Because the Aereo antenna actually capturing the broadcast isn’t at your house — it’s at an Aereo data center.
And the flip side of American broadcast airwaves licensing (must be free to the public) is that no third party can charge to show the content of that broadcast either.
So the nets argued that Aereo was rebroadcasting the fruits of their free signal and charging for it.
You know how sports bars can’t (legally) charge people an entrance fee and show the big game on CBS? It’s because they’re charging a fee for what is by federal regulation supposed to be a free broadcast.
The nets convinced the Supremes that Aereo is doing the same thing as a sports bar.
The Court manages to reach the opposite conclusion only by disregarding widely accepted rules for service-provider liability and adopting in their place an improvised standard (”looks-like-cable-TV) that will sow confusion for years to come. - Scalia.

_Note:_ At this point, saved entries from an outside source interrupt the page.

impl PipelineOrchestrator {
    pub fn new(stages: Vec<Box<dyn Stage>>, config: PipelineConfig, events: EventBus) -> Self {
        Self {
            stages,
            config,
            events,
        }
    }

    pub fn config(&self) -> &PipelineConfig {
        &self.config
    }

    /// Execute the pipeline for one input.
    ///
    /// Stage lifecycle updates go to `progress`; the terminal result is the
    /// return value, so the caller decides how to deliver it. Cancelled runs
    /// return with an empty trace and are never surfaced as failures.
    pub async fn run(
        &self,
        input: ProblemInput,
        options: RunOptions,
        progress: ProgressSender,
        cancel: CancellationToken,
    ) -> std::result::Result<SolutionResult, RunError> {
        let mut run = Run::new();
        if let Some(id) = options.run_id {
            run.id = id;
        }
        let mut ctx = RunContext::new(input, options);
        let mut reasons: Vec<HitlReason> = Vec::new();

        info!(
            run_id = %run.id,
            modality = ctx.input.modality.as_str(),
            "starting pipeline run"
        );
        self.publish(Event::RunStarted {
            run_id: run.id,
            modality: ctx.input.modality.as_str().to_string(),
        });

        for stage in &self.stages {
            let name = stage.name();

            if cancel.is_cancelled() {
                return Err(self.cancelled(&mut run, name));
            }

            progress.stage_started(name);
            self.publish(Event::StageStarted {
                run_id: run.id,
                stage: name.to_string(),
            });

            let input_summary = Self::input_summary(name, &ctx);
            let started = Instant::now();

            let execution =
                tokio::time::timeout(self.config.stage_timeout, stage.execute(&ctx, &cancel));
            let result = tokio::select! {
                biased;
                _ = cancel.cancelled() => return Err(self.cancelled(&mut run, name)),
                outcome = execution => match outcome {
                    Ok(inner) => inner,
                    Err(_) => Err(PipelineError::StageTimeout {
                        stage: name.to_string(),
                        elapsed_ms: self.config.stage_timeout.as_millis() as u64,
                    }),
                },
            };
            let duration_ms = started.elapsed().as_millis() as u64;

            let outcome = match result {
                Ok(outcome) => outcome,
                Err(PipelineError::Cancelled) => return Err(self.cancelled(&mut run, name)),
                Err(error) => {
                    return Err(self.stage_failed(
                        &mut run,
                        &progress,
                        name,
                        input_summary,
                        error,
                        duration_ms,
                        serde_json::Value::Null,
                    ));
                }
            };

            // Guardrail is authoritative: a block terminates the run with a
            // single non-success trace entry and no solution.
            if let StageData::Guardrail(report) = &outcome.data {
                if !report.should_continue {
                    let violations = if report.violations.is_empty() {
                        vec!["Input rejected by safety policy".to_string()]
                    } else {
                        report.violations.clone()
                    };
                    return Err(self.stage_failed(
                        &mut run,
                        &progress,
                        name,
                        input_summary,
                        PipelineError::GuardrailViolation { violations },
                        duration_ms,
                        outcome.metadata,
                    ));
                }
            }

            run.record(
                TraceEntry::success(name, input_summary, &outcome.output_summary, duration_ms)
                    .with_metadata(outcome.metadata.clone()),
            );
            progress.stage_completed(name, outcome.metadata.clone());
            self.publish(Event::StageFinished {
                run_id: run.id,
                stage: name.to_string(),
                success: true,
                duration_ms,
            });

            ctx.apply(outcome.data);

            // Gate checkpoints. Both are soft: they flag reasons and the
            // pipeline continues.
            match name {
                "parser" => {
                    if let Some(parsed) = &ctx.parsed {
                        let extraction = (ctx.input.modality != Modality::Text)
                            .then(|| (ctx.input.modality, ctx.input.extraction_confidence));
                        let verdict = ConfidenceGate::evaluate(
                            &self.config,
                            &GateSignals {
                                parser_ambiguity_count: parsed.ambiguities.len(),
                                needs_clarification: parsed.needs_clarification,
                                extraction,
                                verifier_confidence: None,
                            },
                        );
                        for reason in verdict.reasons {
                            SolutionResult::push_reason(&mut reasons, reason);
                        }
                    }
                }
                "verifier" => {
                    if let Some(verification) = &ctx.verification {
                        let verdict = ConfidenceGate::evaluate(
                            &self.config,
                            &GateSignals {
                                verifier_confidence: Some(verification.confidence),
                                ..Default::default()
                            },
                        );
                        for reason in verdict.reasons {
                            SolutionResult::push_reason(&mut reasons, reason);
                        }
                    }
                }
                _ => {}
            }
        }

        let result = match Self::assemble(&ctx, reasons, run.trace.clone()) {
            Ok(result) => result,
            Err(error) => {
                run.fail();
                self.publish(Event::RunFailed {
                    run_id: run.id,
                    error: error.to_string(),
                });
                return Err(RunError::new(error, run.trace.clone()));
            }
        };

        run.complete();
        info!(
            run_id = %run.id,
            confidence = result.confidence,
            requires_human_review = result.requires_human_review,
            "pipeline run completed"
        );
        self.publish(Event::RunCompleted {
            run_id: run.id,
            confidence: result.confidence,
            requires_human_review: result.requires_human_review,
        });

        Ok(result)
    }

    fn publish(&self, event: Event) {
        self.events.publish(EventEnvelope::new(event));
    }

    #[allow(clippy::too_many_arguments)]
    fn stage_failed(
        &self,
        run: &mut Run,
        progress: &ProgressSender,
        stage: &str,
        input_summary: String,
        error: PipelineError,
        duration_ms: u64,
        metadata: serde_json::Value,
    ) -> RunError {
        warn!(run_id = %run.id, stage, %error, "stage failed, halting run");

        run.record(
            TraceEntry::failure(stage, input_summary, error.to_string(), duration_ms)
                .with_metadata(metadata),
        );
        progress.stage_failed(stage, &error.to_string());
        self.publish(Event::StageFinished {
            run_id: run.id,
            stage: stage.to_string(),
            success: false,
            duration_ms,
        });

        run.fail();
        self.publish(Event::RunFailed {
            run_id: run.id,
            error: error.to_string(),
        });

        RunError::new(error, run.trace.clone())
    }

    fn cancelled(&self, run: &mut Run, stage: &str) -> RunError {
        info!(run_id = %run.id, stage, "run cancelled");
        run.cancel();
        self.publish(Event::RunCancelled { run_id: run.id });
        RunError::cancelled()
    }

    fn assemble(
        ctx: &RunContext,
        reasons: Vec<HitlReason>,
        trace: Vec<TraceEntry>,
    ) -> Result<SolutionResult> {
        let parsed = ctx.parsed("result")?;
        let routing = ctx.routing("result")?;
        let solution = ctx.solution("result")?;
        let verification = ctx.verification("result")?;
        let explanation = ctx
            .explanation
            .as_ref()
            .ok_or_else(|| PipelineError::MissingUpstream {
                stage: "result".to_string(),
                needs: "explainer".to_string(),
            })?;

        Ok(SolutionResult {
            final_answer: solution.answer.clone(),
            explanation: explanation.explanation.clone(),
            confidence: verification.confidence.clamp(0.0, 1.0),
            requires_human_review: !reasons.is_empty(),
            hitl_reasons: reasons,
            sources: ctx.sources.clone(),
            agent_trace: trace,
            metadata: serde_json::json!({
                "problem_text": parsed.problem_text,
                "topic": parsed.topic,
                "problem_type": routing.problem_type,
                "difficulty_level": routing.difficulty_level,
                "solution_steps": solution.solution_steps,
                "is_correct": verification.is_correct,
                "verification_issues": verification.issues,
                "key_concepts": explanation.key_concepts,
                "common_mistakes": explanation.common_mistakes,
            }),
        })
    }

    fn input_summary(stage: &str, ctx: &RunContext) -> String {
        match stage {
            "guardrail" | "parser" => {
                format!("Text: {}", truncate(ctx.input.effective_text(), 80))
            }
            "router" => ctx
                .parsed
                .as_ref()
                .map(|p| format!("Topic: {}", p.topic))
                .unwrap_or_default(),
            "solver" => ctx
                .parsed
                .as_ref()
                .map(|p| format!("Problem: {}", truncate(&p.problem_text, 80)))
                .unwrap_or_default(),
            "verifier" => ctx
                .solution
                .as_ref()
                .map(|s| format!("Answer: {}", truncate(&s.answer, 80)))
                .unwrap_or_default(),
            "explainer" => ctx
                .verification
                .as_ref()
                .map(|v| format!("Verified: {} ({:.2})", v.is_correct, v.confidence))
                .unwrap_or_default(),
            _ => String::new(),
        }
    }
}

He nails it. I wouldn’t, as a matter of course, want to be on the winning side with Breyer or Ginsburg. Did you see Roberts over there in the majority?
What Roberts and Kennedy stand for is the status quo elites.
The idea that broadcasts are “free” to watch once they hit the airwaves is not exactly hard law. Look at all of the restrictions placed on NFL games. And the issue is not charging to watch them, but rather just showing them.